Page:The life & times of Master John Hus by Count Lützow.djvu/344

This page has been proofread, but needs to be validated.

CHAPTER X

THE WRITINGS OF HUS—PORTRAITS OF HUS

In distinction from many writers on Hus, I have in this work frequently referred to the writings of the master—both Latin and Bohemian, and quoted them largely. These writings alone enable us to thoroughly conceive the real nature of Hus, who was entirely guided by religious and national enthusiasm, while the minutiae of mediaeval theological controversy did not greatly appeal to him. If he none the less became a skilful scholastic dialectician who at Constance was able to hold his own against very learned accusers, the reason is that such skill was for him a necessity.
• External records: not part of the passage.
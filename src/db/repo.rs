//! Repository layer over the receipt journal.

use crate::chain::Receipt;
use crate::domain::{parse_address, Address, BlockNumber, Log};
use crate::error::FailureKind;
use primitive_types::H256;
use serde::Serialize;
use sqlx::sqlite::{SqlitePool, SqliteRow};
use sqlx::Row;
use tracing::warn;

/// Filter for receipt queries. Results come back in block order.
#[derive(Debug, Clone, Default, PartialEq, Eq)]
pub struct ReceiptQuery {
    pub from: Option<Address>,
    pub to: Option<Address>,
    pub from_block: Option<BlockNumber>,
    pub limit: Option<i64>,
}

/// A contract created through the node.
#[derive(Debug, Clone, PartialEq, Eq, Serialize)]
#[serde(rename_all = "camelCase")]
pub struct DeploymentRow {
    pub address: Address,
    pub kind: String,
    pub deployer: Address,
    pub block_number: BlockNumber,
}

/// Repository for database operations.
#[derive(Debug, Clone)]
pub struct Repository {
    pool: SqlitePool,
}

impl Repository {
    /// Create a new repository with the given connection pool.
    pub fn new(pool: SqlitePool) -> Self {
        Repository { pool }
    }

    // =========================================================================
    // Receipts
    // =========================================================================

    /// Journal a receipt. Re-inserting the same transaction hash is a no-op.
    ///
    /// # Errors
    /// Returns an error if the insert fails.
    pub async fn insert_receipt(&self, receipt: &Receipt) -> Result<bool, sqlx::Error> {
        let logs = serde_json::to_string(&receipt.logs)
            .map_err(|e| sqlx::Error::Protocol(format!("receipt logs not serializable: {}", e)))?;
        let result = sqlx::query(
            r#"
            INSERT INTO receipts (tx_hash, block_number, sender, recipient, method,
                                  success, failure_kind, message, logs, recorded_at_ms)
            VALUES (?, ?, ?, ?, ?, ?, ?, ?, ?, ?)
            ON CONFLICT(tx_hash) DO NOTHING
            "#,
        )
        .bind(hex_h256(&receipt.tx_hash))
        .bind(receipt.block_number as i64)
        .bind(hex_address(&receipt.from))
        .bind(hex_address(&receipt.to))
        .bind(&receipt.method)
        .bind(receipt.success)
        .bind(receipt.failure_kind.map(|k| k.as_str()))
        .bind(receipt.message.as_deref())
        .bind(logs)
        .bind(chrono::Utc::now().timestamp_millis())
        .execute(&self.pool)
        .await?;

        Ok(result.rows_affected() > 0)
    }

    /// Query journaled receipts.
    ///
    /// # Errors
    /// Returns an error if the query fails.
    pub async fn query_receipts(&self, query: &ReceiptQuery) -> Result<Vec<Receipt>, sqlx::Error> {
        let rows = sqlx::query(
            r#"
            SELECT tx_hash, block_number, sender, recipient, method,
                   success, failure_kind, message, logs
            FROM receipts
            WHERE (?1 IS NULL OR sender = ?1)
              AND (?2 IS NULL OR recipient = ?2)
              AND block_number >= ?3
            ORDER BY block_number ASC
            LIMIT ?4
            "#,
        )
        .bind(query.from.as_ref().map(hex_address))
        .bind(query.to.as_ref().map(hex_address))
        .bind(query.from_block.unwrap_or(0) as i64)
        .bind(query.limit.unwrap_or(-1))
        .fetch_all(&self.pool)
        .await?;

        Ok(rows.iter().filter_map(receipt_from_row).collect())
    }

    /// Get a receipt by transaction hash.
    ///
    /// # Errors
    /// Returns an error if the query fails.
    pub async fn get_receipt(&self, tx_hash: &H256) -> Result<Option<Receipt>, sqlx::Error> {
        let row = sqlx::query(
            r#"
            SELECT tx_hash, block_number, sender, recipient, method,
                   success, failure_kind, message, logs
            FROM receipts
            WHERE tx_hash = ?
            "#,
        )
        .bind(hex_h256(tx_hash))
        .fetch_optional(&self.pool)
        .await?;

        Ok(row.as_ref().and_then(receipt_from_row))
    }

    pub async fn count_receipts(&self) -> Result<i64, sqlx::Error> {
        let row: (i64,) = sqlx::query_as("SELECT COUNT(*) FROM receipts")
            .fetch_one(&self.pool)
            .await?;
        Ok(row.0)
    }

    // =========================================================================
    // Deployments
    // =========================================================================

    /// Record a deployed contract.
    ///
    /// # Errors
    /// Returns an error if the insert fails.
    pub async fn insert_deployment(&self, deployment: &DeploymentRow) -> Result<bool, sqlx::Error> {
        let result = sqlx::query(
            r#"
            INSERT INTO deployments (address, kind, deployer, block_number, recorded_at_ms)
            VALUES (?, ?, ?, ?, ?)
            ON CONFLICT(address) DO NOTHING
            "#,
        )
        .bind(hex_address(&deployment.address))
        .bind(&deployment.kind)
        .bind(hex_address(&deployment.deployer))
        .bind(deployment.block_number as i64)
        .bind(chrono::Utc::now().timestamp_millis())
        .execute(&self.pool)
        .await?;

        Ok(result.rows_affected() > 0)
    }

    pub async fn list_deployments(&self) -> Result<Vec<DeploymentRow>, sqlx::Error> {
        let rows = sqlx::query(
            r#"
            SELECT address, kind, deployer, block_number
            FROM deployments
            ORDER BY block_number ASC, address ASC
            "#,
        )
        .fetch_all(&self.pool)
        .await?;

        Ok(rows
            .iter()
            .filter_map(|row| {
                Some(DeploymentRow {
                    address: parse_address(&row.get::<String, _>("address")).ok()?,
                    kind: row.get("kind"),
                    deployer: parse_address(&row.get::<String, _>("deployer")).ok()?,
                    block_number: row.get::<i64, _>("block_number") as BlockNumber,
                })
            })
            .collect())
    }
}

fn hex_address(address: &Address) -> String {
    format!("{:?}", address)
}

fn hex_h256(hash: &H256) -> String {
    format!("{:?}", hash)
}

fn parse_h256(raw: &str) -> Option<H256> {
    let bytes = hex::decode(raw.trim_start_matches("0x")).ok()?;
    (bytes.len() == 32).then(|| H256::from_slice(&bytes))
}

fn receipt_from_row(row: &SqliteRow) -> Option<Receipt> {
    let tx_hash: String = row.get("tx_hash");
    let logs: String = row.get("logs");
    let logs: Vec<Log> = match serde_json::from_str(&logs) {
        Ok(logs) => logs,
        Err(e) => {
            warn!(%tx_hash, error = %e, "skipping receipt with unreadable logs");
            return None;
        }
    };
    let failure_kind = match row.get::<Option<String>, _>("failure_kind").as_deref() {
        Some("revert") => Some(FailureKind::Revert),
        Some("invalid_opcode") => Some(FailureKind::InvalidOpcode),
        _ => None,
    };

    Some(Receipt {
        tx_hash: parse_h256(&tx_hash)?,
        block_number: row.get::<i64, _>("block_number") as BlockNumber,
        from: parse_address(&row.get::<String, _>("sender")).ok()?,
        to: parse_address(&row.get::<String, _>("recipient")).ok()?,
        method: row.get("method"),
        success: row.get("success"),
        failure_kind,
        message: row.get("message"),
        logs,
        error: None,
    })
}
At a period when politics and religion were closely connected, the accusation of heresy was the most deadly arm that could be used to destroy an opponent. It was certain that those who disapproved of Hus’s endeavours to reform the Bohemian Church and to raise the Bohemian nation to a higher political and intellectual level would attempt to declare him a heretic. While some of the Latin works, particularly the Super IV. Sententiarum, bear witness to Hus’s erudition, his true nature appears to us more clearly in the works which he composed in his own language. His Bohemian letters, though known in England and France only in second-hand translations, have long been read with interest, and I have in this work quoted largely the equally valuable Postilla and the Expositions (Vyklady). It will, therefore, be sufficient briefly to outline here the general complex of the writings of Hus. This, still a difficult task, would have been almost impossible before the appearance of Dr. Flajshans’s valuable bibliographical work.[1] Many writings

  1. Literarni cinnost mistra Jana Husi (Literary Activity of Master John Hus), 1900.